## YOUR GOAL
From the line containing "pub mod output_structurer;" down to the line containing "const TITLE_SELECTOR: &str" in the records below, reproduce every line exactly, ends included, and omit all others.

Stored data entries
········

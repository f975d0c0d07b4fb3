//! # Paper Agent
//!
//! 按文本指令抓取论文列表页、提取字段、总结摘要并输出 JSON 的顺序执行智能体
//!
//! ## 架构设计
//!
//! ### ① 端口与实现（Ports / Clients / Services）
//! - `ports/` - 执行器依赖的 trait：`PageFetcher`、`FieldExtractor`、`Summariser`、`RunObserver`
//! - `clients/` - 外部服务客户端：`HttpFetcher`（reqwest）、`LlmClient`（async-openai）
//! - `services/` - 业务能力：`ItemsExtractor`、`AbstractSummariser`、`OutputStructurer`
//!
//! ### ② 解析层（Parser）
//! - `InstructionParser` - 指令文本 → `Vec<Action>`
//!
//! ### ③ 流程层（Workflow）
//! - `ActionExecutor` - 顺序执行动作，维护 `RunState`，处理 extract 的前瞻追加
//!
//! ### ④ 编排层（Orchestration）
//! - `Agent` - 解析 + 执行，把致命错误转换为 `{"error": ...}`
//!
//! ## 模块结构

pub mod clients;
pub mod config;
pub mod error;
pub mod models;
pub mod orchestrator;
pub mod parser;
pub mod ports;
pub mod services;
pub mod utils;
pub mod workflow;

// 重新导出常用类型
pub use config::Config;
pub use error::{AgentError, AgentResult};
pub use models::{Action, PaperRecord, PapersDocument, RunState};
pub use orchestrator::Agent;
pub use parser::InstructionParser;
pub use ports::{FieldExtractor, PageFetcher, RunObserver, Summariser, Warning};
pub use workflow::ActionExecutor;
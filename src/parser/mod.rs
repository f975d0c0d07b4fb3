pub mod instruction_parser;

pub use instruction_parser::InstructionParser;
pub mod items_extractor;
pub mod output_structurer;
pub mod summariser;

pub use items_extractor::ItemsExtractor;
pub use output_structurer::OutputStructurer;
pub use summariser::{AbstractSummariser, SummaryStrategy, TruncationStrategy};
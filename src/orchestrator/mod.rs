//! 编排层（Orchestration Layer）
//!
//! ## 层次关系
//!
//! ```text
//! orchestrator::Agent (处理指令文件)
//!     ↓
//! parser::InstructionParser (文本 → Vec<Action>)
//!     ↓
//! workflow::ActionExecutor (逐个执行 Action，维护 RunState)
//!     ↓
//! ports (端口：fetch / extract / summarise)
//!     ↓
//! clients / services (具体实现)
//! ```

pub mod agent;

pub use agent::{error_document, Agent};
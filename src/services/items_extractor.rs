//! 字段提取服务 - 业务能力层
//!
//! 只负责"从 arXiv 搜索结果页中取出字段"能力，不关心流程

use phf::phf_map;
use scraper::{ElementRef, Html, Selector};
use tracing::{debug, info};

use crate::models::ExtractedFields;
use crate::ports::FieldExtractor;

/// 可识别的字段
#[derive(Debug, Clone, Copy, PartialEq, Eq)]
enum Field {
    Title,
    Authors,
    Link,
    Abstract,
}

/// 指令中的字段名（小写）到字段的映射
static FIELD_NAMES: phf::Map<&'static str, Field> = phf_map! {
    "title" => Field::Title,
    "authors" => Field::Authors,
    "links" => Field::Link,
    "abstract" => Field::Abstract,
    "abstracts" => Field::Abstract,
};

const TITLE_SELECTOR: &str = "p.title.is-5";
const AUTHORS_SELECTOR: &str = "p.authors";
const LINK_SELECTOR: &str = "p.list-title a[href*='/abs/']";
const ABSTRACT_SELECTOR: &str = "span.abstract-short";

/// 字段提取服务
pub struct ItemsExtractor {
    link_base_url: String,
}

impl ItemsExtractor {
    /// `link_base_url` 用于补全以 `/` 开头的相对链接
    pub fn new(link_base_url: impl Into<String>) -> Self {
        Self {
            link_base_url: link_base_url.into().trim_end_matches('/').to_string(),
        }
    }

    fn titles(&self, document: &Html) -> Vec<String> {
        let titles: Vec<String> = select(document, TITLE_SELECTOR)
            .into_iter()
            .map(|el| element_text(&el).trim().to_string())
            .collect();
        if !titles.is_empty() {
            info!("✓ 提取到 {} 个标题", titles.len());
        }
        titles
    }

    fn authors(&self, document: &Html) -> Vec<Vec<String>> {
        let authors: Vec<Vec<String>> = select(document, AUTHORS_SELECTOR)
            .into_iter()
            .map(|el| {
                element_text(&el)
                    .replace("Authors:", "")
                    .split(',')
                    .map(|name| name.trim().to_string())
                    .collect()
            })
            .collect();
        if !authors.is_empty() {
            info!("✓ 提取到 {} 篇论文的作者", authors.len());
        }
        authors
    }

    fn links(&self, document: &Html) -> Vec<String> {
        let links: Vec<String> = select(document, LINK_SELECTOR)
            .into_iter()
            .filter_map(|el| el.value().attr("href"))
            .filter(|href| !href.is_empty())
            .map(|href| {
                if href.starts_with('/') {
                    format!("{}{}", self.link_base_url, href)
                } else {
                    href.to_string()
                }
            })
            .collect();
        if !links.is_empty() {
            info!("✓ 提取到 {} 个链接", links.len());
        }
        links
    }

    fn abstracts(&self, document: &Html) -> Vec<String> {
        let abstracts: Vec<String> = select(document, ABSTRACT_SELECTOR)
            .into_iter()
            .map(|el| element_text(&el).trim().to_string())
            .collect();
        if !abstracts.is_empty() {
            info!("✓ 提取到 {} 个摘要", abstracts.len());
        }
        abstracts
    }
}

impl FieldExtractor for ItemsExtractor {
    fn extract(&self, markup: &str, fields: &[String]) -> ExtractedFields {
        info!("🔎 正在提取字段: {:?}", fields);
        let document = Html::parse_document(markup);
        let mut extracted = ExtractedFields::default();

        for name in fields {
            match FIELD_NAMES.get(name.to_lowercase().as_str()) {
                Some(Field::Title) => extracted.title = Some(self.titles(&document)),
                Some(Field::Authors) => extracted.authors = Some(self.authors(&document)),
                Some(Field::Link) => extracted.link = Some(self.links(&document)),
                Some(Field::Abstract) => extracted.abstracts = Some(self.abstracts(&document)),
                None => debug!("忽略未知字段: {}", name),
            }
        }

        extracted
    }
}

fn select<'a>(document: &'a Html, selector: &str) -> Vec<ElementRef<'a>> {
    // 选择器都是常量，解析失败时视为没有匹配
    match Selector::parse(selector) {
        Ok(selector) => document.select(&selector).collect(),
        Err(_) => Vec::new(),
    }
}

fn element_text(element: &ElementRef<'_>) -> String {
    element.text().collect()
}

#[cfg(test)]
mod tests {
    use super::*;

    const SAMPLE_HTML: &str = r#"
    <html>
    <body>
        <div class="results">
            <p class="title is-5">GRPO: A New Approach to Reinforcement Learning</p>
            <p class="authors">Authors: John Smith, Emily Jones, Michael Brown</p>
            <p class="list-title"><a href="/abs/2401.12345">arXiv:2401.12345</a></p>
            <span class="abstract-short">
                This paper introduces GRPO. We demonstrate superior performance.
            </span>

            <p class="title is-5">Multi-Agent GRPO for Collaborative Environments</p>
            <p class="authors">Authors: Jane Doe, Robert Johnson</p>
            <p class="list-title"><a href="https://arxiv.org/abs/2402.54321">arXiv:2402.54321</a></p>
            <span class="abstract-short">We extend GRPO to multi-agent settings.</span>
        </div>
    </body>
    </html>
    "#;

    fn request(items: &[&str]) -> Vec<String> {
        items.iter().map(|s| s.to_string()).collect()
    }

    #[test]
    fn test_extract_all_fields() {
        let extractor = ItemsExtractor::new("https://arxiv.org");

        let fields = extractor.extract(
            SAMPLE_HTML,
            &request(&["title", "authors", "links", "abstracts"]),
        );

        assert_eq!(
            fields.title.unwrap(),
            vec![
                "GRPO: A New Approach to Reinforcement Learning",
                "Multi-Agent GRPO for Collaborative Environments"
            ]
        );
        assert_eq!(
            fields.authors.unwrap(),
            vec![
                vec!["John Smith", "Emily Jones", "Michael Brown"],
                vec!["Jane Doe", "Robert Johnson"]
            ]
        );
        assert_eq!(
            fields.link.unwrap(),
            vec![
                "https://arxiv.org/abs/2401.12345",
                "https://arxiv.org/abs/2402.54321"
            ]
        );
        let abstracts = fields.abstracts.unwrap();
        assert_eq!(abstracts.len(), 2);
        assert_eq!(
            abstracts[0],
            "This paper introduces GRPO. We demonstrate superior performance."
        );
    }

    #[test]
    fn test_field_names_are_case_insensitive_and_unknown_ignored() {
        let extractor = ItemsExtractor::new("https://arxiv.org");

        let fields = extractor.extract(SAMPLE_HTML, &request(&["TITLE", "Abstract", "venue"]));

        assert_eq!(fields.title.map(|t| t.len()), Some(2));
        assert_eq!(fields.abstracts.map(|a| a.len()), Some(2));
        assert!(fields.authors.is_none());
        assert!(fields.link.is_none());
    }

    #[test]
    fn test_requested_field_missing_from_page_is_empty_list() {
        let extractor = ItemsExtractor::new("https://arxiv.org/");

        let fields = extractor.extract("<html><body></body></html>", &request(&["links"]));

        assert_eq!(fields.link, Some(Vec::new()));
    }
}
pub mod executor;

pub use executor::ActionExecutor;
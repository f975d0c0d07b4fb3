//! 动作类型
//!
//! 指令解析器的输出，执行器按顺序逐个执行

use serde::Serialize;

/// 单个动作
#[derive(Debug, Clone, PartialEq, Eq, Serialize)]
#[serde(tag = "type", rename_all = "lowercase")]
pub enum Action {
    /// 抓取网页
    Goto { url: String },
    /// 从当前网页中提取字段（保持原始大小写和顺序，允许重复）
    Extract { fields: Vec<String> },
    /// 总结当前状态中的摘要
    Summarise,
    /// 用户要求的输出模板，执行器不解释其内容
    Return { template: String },
}

/// 动作种类，用于按优先级匹配指令行
#[derive(Debug, Clone, Copy, PartialEq, Eq)]
pub enum ActionKind {
    Goto,
    Extract,
    Summarise,
    Return,
}

impl Action {
    pub fn kind(&self) -> ActionKind {
        match self {
            Action::Goto { .. } => ActionKind::Goto,
            Action::Extract { .. } => ActionKind::Extract,
            Action::Summarise => ActionKind::Summarise,
            Action::Return { .. } => ActionKind::Return,
        }
    }

    pub fn is_summarise(&self) -> bool {
        matches!(self, Action::Summarise)
    }
}

impl std::fmt::Display for ActionKind {
    fn fmt(&self, f: &mut std::fmt::Formatter<'_>) -> std::fmt::Result {
        let name = match self {
            ActionKind::Goto => "goto",
            ActionKind::Extract => "extract",
            ActionKind::Summarise => "summarise",
            ActionKind::Return => "return",
        };
        f.write_str(name)
    }
}
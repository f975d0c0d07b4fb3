pub mod action;
pub mod paper;
pub mod state;

pub use action::{Action, ActionKind};
pub use paper::{ErrorDocument, PaperRecord, PapersDocument};
pub use state::{ExtractedFields, RunState};
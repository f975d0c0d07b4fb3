use serde::{Deserialize, Serialize};

/// 一篇论文的输出记录
#[derive(Debug, Clone, Default, PartialEq, Eq, Serialize, Deserialize)]
pub struct PaperRecord {
    pub title: String,
    pub authors: Vec<String>,
    pub link: String,
    pub summary: String,
}

/// 最终输出文档 `{"papers": [...]}`
#[derive(Debug, Clone, Default, PartialEq, Eq, Serialize, Deserialize)]
pub struct PapersDocument {
    pub papers: Vec<PaperRecord>,
}

/// 致命错误时的输出文档 `{"error": "..."}`
#[derive(Debug, Clone, PartialEq, Eq, Serialize, Deserialize)]
pub struct ErrorDocument {
    pub error: String,
}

········

## ANSWER
pub mod output_structurer;
pub mod summariser;

pub use items_extractor::ItemsExtractor;
pub use output_structurer::OutputStructurer;
pub use summariser::{AbstractSummariser, SummaryStrategy, TruncationStrategy};
filename src/orchestrator/mod.rs
//! 编排层（Orchestration Layer）
//!
//! ## 层次关系
//!
//! ```text
//! orchestrator::Agent (处理指令文件)
//!     ↓
//! parser::InstructionParser (文本 → Vec<Action>)
//!     ↓
//! workflow::ActionExecutor (逐个执行 Action，维护 RunState)
//!     ↓
//! ports (端口：fetch / extract / summarise)
//!     ↓
//! clients / services (具体实现)
//! ```

pub mod agent;

pub use agent::{error_document, Agent};
filename src/services/items_extractor.rs
//! 字段提取服务 - 业务能力层
//!
//! 只负责"从 arXiv 搜索结果页中取出字段"能力，不关心流程

use phf::phf_map;
use scraper::{ElementRef, Html, Selector};
use tracing::{debug, info};

use crate::models::ExtractedFields;
use crate::ports::FieldExtractor;

/// 可识别的字段
#[derive(Debug, Clone, Copy, PartialEq, Eq)]
enum Field {
    Title,
    Authors,
    Link,
    Abstract,
}

/// 指令中的字段名（小写）到字段的映射
static FIELD_NAMES: phf::Map<&'static str, Field> = phf_map! {
    "title" => Field::Title,
    "authors" => Field::Authors,
    "links" => Field::Link,
    "abstract" => Field::Abstract,
    "abstracts" => Field::Abstract,
};

const TITLE_SELECTOR: &str = "p.title.is-5";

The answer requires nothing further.